[Dataset entries]
Content starts
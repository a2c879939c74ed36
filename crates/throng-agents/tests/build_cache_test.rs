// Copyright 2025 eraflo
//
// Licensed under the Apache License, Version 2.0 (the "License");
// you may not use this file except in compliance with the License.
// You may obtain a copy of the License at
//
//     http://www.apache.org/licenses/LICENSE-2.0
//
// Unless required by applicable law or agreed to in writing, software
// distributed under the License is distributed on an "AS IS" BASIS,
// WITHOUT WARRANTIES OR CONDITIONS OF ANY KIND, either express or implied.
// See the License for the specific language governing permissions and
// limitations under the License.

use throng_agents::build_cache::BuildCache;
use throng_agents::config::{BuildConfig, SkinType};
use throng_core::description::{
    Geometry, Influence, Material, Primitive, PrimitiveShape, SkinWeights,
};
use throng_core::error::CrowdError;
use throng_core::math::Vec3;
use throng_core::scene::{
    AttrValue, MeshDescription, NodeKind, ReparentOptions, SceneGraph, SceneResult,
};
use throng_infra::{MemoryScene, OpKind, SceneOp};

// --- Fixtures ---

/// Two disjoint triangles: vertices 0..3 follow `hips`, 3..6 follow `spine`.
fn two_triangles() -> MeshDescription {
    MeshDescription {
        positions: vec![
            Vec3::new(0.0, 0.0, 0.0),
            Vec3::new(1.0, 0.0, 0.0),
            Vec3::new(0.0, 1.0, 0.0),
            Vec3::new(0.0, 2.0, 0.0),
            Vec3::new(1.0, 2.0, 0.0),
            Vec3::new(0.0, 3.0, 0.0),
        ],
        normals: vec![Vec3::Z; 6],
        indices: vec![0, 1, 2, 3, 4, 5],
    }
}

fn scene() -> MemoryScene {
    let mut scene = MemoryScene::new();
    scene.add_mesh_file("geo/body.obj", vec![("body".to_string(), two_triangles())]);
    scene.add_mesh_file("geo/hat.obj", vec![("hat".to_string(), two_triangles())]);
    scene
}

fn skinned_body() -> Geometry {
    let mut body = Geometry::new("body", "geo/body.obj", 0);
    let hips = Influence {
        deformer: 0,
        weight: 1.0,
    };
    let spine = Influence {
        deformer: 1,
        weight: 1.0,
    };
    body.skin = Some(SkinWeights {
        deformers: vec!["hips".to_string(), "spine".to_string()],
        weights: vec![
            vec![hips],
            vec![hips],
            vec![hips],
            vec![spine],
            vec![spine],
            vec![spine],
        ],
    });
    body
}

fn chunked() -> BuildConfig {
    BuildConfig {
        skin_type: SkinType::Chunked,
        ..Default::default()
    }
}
Content ends
Content starts
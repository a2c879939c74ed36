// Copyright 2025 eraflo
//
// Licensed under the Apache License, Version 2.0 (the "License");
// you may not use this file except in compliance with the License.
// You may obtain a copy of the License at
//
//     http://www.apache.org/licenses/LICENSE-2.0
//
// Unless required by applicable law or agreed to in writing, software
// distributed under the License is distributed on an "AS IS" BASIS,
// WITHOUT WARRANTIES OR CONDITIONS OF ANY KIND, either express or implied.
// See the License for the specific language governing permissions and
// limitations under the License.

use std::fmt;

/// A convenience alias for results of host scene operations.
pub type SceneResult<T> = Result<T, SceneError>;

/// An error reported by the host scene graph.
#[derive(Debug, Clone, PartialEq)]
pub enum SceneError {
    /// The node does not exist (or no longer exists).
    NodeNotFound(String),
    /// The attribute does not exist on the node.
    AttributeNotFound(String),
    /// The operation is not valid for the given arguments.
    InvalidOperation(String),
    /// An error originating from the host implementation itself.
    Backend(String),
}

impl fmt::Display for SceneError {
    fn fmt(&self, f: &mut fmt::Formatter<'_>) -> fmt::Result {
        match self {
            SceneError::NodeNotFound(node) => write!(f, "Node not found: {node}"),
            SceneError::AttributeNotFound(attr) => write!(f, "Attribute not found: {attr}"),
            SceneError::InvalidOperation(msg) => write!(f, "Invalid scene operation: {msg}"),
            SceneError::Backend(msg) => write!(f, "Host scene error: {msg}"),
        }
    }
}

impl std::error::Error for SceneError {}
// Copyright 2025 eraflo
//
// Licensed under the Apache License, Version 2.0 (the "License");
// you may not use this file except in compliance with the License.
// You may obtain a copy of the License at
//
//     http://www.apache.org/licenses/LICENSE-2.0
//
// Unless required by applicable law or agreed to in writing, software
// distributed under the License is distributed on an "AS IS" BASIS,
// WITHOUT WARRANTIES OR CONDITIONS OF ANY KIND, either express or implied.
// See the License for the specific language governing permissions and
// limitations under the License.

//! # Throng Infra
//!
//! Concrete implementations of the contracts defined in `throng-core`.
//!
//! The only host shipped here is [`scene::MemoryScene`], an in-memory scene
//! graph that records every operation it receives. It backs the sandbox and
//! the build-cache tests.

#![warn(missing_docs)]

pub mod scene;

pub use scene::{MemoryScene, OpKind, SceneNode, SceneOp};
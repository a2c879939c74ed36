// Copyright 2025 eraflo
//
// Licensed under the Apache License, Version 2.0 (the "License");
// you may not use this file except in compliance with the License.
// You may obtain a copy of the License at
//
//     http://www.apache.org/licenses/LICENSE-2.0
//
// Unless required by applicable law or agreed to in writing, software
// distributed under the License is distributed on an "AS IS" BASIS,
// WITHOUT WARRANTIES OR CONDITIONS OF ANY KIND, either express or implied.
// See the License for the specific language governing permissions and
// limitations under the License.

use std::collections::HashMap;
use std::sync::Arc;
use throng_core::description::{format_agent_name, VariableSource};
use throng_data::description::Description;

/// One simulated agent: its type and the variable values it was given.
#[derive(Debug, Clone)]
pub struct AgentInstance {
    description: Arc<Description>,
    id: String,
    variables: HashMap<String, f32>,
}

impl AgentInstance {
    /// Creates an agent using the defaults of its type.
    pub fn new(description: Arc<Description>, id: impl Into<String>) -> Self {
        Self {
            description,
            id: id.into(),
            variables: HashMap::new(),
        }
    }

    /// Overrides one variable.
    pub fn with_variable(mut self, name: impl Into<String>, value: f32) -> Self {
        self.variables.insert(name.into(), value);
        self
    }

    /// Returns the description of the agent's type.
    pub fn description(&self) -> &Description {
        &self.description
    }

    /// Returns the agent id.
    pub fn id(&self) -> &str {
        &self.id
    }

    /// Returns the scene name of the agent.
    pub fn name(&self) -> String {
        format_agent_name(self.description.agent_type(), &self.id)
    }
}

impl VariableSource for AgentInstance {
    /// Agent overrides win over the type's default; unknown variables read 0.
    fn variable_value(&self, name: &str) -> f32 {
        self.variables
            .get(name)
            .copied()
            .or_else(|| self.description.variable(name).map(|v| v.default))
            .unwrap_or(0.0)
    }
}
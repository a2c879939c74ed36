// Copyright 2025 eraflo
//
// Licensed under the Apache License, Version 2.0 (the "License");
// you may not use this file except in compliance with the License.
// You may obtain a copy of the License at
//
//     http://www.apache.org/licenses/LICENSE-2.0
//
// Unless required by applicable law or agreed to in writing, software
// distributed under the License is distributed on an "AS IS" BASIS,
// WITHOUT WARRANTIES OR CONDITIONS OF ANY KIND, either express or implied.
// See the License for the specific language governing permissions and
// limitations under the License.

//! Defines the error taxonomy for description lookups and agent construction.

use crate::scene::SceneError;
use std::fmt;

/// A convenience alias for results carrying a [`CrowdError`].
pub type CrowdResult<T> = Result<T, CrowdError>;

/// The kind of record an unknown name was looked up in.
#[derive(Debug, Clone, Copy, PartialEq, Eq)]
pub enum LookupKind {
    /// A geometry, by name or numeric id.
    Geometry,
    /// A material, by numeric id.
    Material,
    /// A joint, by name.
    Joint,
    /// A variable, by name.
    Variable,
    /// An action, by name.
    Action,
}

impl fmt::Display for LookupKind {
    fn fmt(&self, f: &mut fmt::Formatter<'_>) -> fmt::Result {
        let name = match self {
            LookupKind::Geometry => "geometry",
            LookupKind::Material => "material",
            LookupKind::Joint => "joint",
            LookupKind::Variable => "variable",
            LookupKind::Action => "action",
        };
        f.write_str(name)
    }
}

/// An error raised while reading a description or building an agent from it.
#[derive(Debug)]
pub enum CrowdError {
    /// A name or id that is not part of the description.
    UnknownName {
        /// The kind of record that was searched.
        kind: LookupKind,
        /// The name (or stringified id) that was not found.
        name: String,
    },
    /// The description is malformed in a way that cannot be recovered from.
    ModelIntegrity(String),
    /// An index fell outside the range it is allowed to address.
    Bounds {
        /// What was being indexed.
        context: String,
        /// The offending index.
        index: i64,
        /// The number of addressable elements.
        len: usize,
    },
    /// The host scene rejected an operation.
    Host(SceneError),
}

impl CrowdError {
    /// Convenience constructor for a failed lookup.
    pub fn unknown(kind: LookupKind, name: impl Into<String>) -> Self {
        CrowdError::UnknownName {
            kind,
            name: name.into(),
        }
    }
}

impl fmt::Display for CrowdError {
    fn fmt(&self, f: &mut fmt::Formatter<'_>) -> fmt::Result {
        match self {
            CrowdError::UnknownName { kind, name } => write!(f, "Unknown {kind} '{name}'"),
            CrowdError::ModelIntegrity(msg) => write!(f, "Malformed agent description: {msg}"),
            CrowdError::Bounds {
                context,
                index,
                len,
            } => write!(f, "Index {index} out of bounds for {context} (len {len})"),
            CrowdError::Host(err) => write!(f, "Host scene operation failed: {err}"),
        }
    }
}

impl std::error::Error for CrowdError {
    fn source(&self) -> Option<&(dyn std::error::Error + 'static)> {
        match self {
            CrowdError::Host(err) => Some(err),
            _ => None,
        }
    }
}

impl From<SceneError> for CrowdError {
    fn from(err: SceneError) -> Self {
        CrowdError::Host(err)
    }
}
Content ends
Content starts
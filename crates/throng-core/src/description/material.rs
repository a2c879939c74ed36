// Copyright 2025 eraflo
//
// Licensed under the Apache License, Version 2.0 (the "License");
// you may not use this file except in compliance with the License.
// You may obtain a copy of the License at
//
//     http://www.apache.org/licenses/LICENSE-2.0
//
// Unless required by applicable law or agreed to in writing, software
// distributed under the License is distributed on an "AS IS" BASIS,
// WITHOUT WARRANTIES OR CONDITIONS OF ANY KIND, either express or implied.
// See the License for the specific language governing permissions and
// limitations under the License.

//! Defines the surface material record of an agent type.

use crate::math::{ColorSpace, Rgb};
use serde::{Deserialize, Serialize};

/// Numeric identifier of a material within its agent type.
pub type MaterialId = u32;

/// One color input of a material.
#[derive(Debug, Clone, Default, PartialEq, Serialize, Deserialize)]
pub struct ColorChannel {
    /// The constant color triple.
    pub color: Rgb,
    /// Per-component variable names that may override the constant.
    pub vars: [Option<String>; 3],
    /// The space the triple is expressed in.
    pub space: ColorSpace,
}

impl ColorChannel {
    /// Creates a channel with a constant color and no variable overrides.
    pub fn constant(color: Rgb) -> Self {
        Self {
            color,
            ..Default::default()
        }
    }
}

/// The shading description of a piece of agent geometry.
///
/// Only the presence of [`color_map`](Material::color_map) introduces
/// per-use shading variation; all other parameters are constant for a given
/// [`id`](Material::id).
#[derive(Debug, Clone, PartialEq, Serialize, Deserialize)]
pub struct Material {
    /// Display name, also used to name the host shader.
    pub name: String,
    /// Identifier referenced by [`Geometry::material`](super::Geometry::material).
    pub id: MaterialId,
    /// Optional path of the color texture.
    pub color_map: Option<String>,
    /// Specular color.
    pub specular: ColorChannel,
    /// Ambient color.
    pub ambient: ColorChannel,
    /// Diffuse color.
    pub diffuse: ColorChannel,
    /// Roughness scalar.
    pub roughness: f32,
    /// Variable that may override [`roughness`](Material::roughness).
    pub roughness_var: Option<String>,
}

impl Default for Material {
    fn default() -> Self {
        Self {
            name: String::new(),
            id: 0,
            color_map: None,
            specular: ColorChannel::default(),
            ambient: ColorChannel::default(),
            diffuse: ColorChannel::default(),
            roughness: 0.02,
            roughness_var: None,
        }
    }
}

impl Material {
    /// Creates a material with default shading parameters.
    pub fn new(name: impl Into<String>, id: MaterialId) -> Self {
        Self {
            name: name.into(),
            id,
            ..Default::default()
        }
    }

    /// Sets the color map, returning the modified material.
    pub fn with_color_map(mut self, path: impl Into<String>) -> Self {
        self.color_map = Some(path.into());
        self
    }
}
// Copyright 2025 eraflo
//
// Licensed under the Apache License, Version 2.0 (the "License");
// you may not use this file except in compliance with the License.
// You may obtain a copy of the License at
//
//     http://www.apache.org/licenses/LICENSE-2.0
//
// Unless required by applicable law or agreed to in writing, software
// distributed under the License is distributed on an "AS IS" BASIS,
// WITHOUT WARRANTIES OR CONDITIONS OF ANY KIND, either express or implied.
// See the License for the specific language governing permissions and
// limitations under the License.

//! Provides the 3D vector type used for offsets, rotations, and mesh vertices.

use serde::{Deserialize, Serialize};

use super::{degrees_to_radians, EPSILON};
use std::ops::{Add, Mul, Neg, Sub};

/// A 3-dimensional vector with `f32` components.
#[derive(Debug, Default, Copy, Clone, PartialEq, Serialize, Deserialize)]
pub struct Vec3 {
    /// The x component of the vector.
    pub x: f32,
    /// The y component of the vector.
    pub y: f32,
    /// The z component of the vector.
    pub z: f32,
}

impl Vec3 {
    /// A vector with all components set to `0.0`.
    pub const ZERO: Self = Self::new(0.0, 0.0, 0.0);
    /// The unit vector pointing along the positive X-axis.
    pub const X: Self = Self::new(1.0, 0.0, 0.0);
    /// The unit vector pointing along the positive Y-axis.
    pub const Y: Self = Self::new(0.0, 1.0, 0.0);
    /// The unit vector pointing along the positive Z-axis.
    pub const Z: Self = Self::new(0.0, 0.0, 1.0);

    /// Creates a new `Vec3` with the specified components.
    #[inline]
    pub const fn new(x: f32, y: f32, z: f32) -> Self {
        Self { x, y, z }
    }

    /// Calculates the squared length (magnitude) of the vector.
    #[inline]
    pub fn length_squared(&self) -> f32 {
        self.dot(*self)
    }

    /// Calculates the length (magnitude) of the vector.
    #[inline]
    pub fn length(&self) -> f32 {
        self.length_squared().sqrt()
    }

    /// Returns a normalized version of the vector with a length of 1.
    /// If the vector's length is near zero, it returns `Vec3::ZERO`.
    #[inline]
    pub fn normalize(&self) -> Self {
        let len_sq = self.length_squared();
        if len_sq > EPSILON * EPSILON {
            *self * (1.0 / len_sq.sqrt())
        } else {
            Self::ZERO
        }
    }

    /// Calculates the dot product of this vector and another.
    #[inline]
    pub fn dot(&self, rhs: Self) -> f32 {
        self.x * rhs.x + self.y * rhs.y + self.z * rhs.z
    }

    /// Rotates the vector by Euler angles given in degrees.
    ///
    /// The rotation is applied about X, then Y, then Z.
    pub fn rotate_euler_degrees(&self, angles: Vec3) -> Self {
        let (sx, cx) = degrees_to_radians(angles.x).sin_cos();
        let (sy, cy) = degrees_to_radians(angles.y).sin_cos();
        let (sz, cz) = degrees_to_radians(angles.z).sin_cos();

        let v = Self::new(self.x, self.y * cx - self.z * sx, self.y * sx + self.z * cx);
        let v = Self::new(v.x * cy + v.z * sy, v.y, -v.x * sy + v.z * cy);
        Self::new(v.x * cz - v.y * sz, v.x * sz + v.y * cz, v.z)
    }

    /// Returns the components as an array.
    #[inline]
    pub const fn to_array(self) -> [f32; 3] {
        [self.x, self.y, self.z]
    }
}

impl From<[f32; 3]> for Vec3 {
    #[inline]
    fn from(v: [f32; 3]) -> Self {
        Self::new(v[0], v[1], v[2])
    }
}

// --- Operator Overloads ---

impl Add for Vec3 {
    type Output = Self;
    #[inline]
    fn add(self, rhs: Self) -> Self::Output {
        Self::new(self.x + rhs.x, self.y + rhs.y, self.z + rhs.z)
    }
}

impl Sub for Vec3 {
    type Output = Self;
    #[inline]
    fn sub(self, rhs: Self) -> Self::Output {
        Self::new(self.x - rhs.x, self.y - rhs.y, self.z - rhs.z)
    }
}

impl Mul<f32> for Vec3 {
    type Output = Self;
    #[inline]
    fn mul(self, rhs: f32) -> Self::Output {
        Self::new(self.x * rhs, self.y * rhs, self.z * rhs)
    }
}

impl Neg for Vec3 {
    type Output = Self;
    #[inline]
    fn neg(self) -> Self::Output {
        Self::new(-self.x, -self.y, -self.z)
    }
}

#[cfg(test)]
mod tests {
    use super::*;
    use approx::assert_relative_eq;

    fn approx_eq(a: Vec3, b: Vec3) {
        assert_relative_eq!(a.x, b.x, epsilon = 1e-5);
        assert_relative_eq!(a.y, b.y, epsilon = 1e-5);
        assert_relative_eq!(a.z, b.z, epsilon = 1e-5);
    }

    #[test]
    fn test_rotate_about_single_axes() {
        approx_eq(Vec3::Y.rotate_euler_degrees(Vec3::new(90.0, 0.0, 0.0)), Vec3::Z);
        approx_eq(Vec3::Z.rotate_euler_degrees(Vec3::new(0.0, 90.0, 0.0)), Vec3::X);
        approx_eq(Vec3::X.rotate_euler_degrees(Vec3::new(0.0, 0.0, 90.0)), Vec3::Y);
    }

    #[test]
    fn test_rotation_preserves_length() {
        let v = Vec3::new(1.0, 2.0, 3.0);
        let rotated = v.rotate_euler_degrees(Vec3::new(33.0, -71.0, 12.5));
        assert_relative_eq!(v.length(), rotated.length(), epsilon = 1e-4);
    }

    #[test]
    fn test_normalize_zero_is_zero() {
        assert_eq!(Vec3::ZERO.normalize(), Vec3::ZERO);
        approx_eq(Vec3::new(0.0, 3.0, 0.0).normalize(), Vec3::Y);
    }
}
Content ends
* **Exercise details**
The lines above may hold the string "SceneError". Say how many do, and give only that number.

* **Answer to this exercise**
12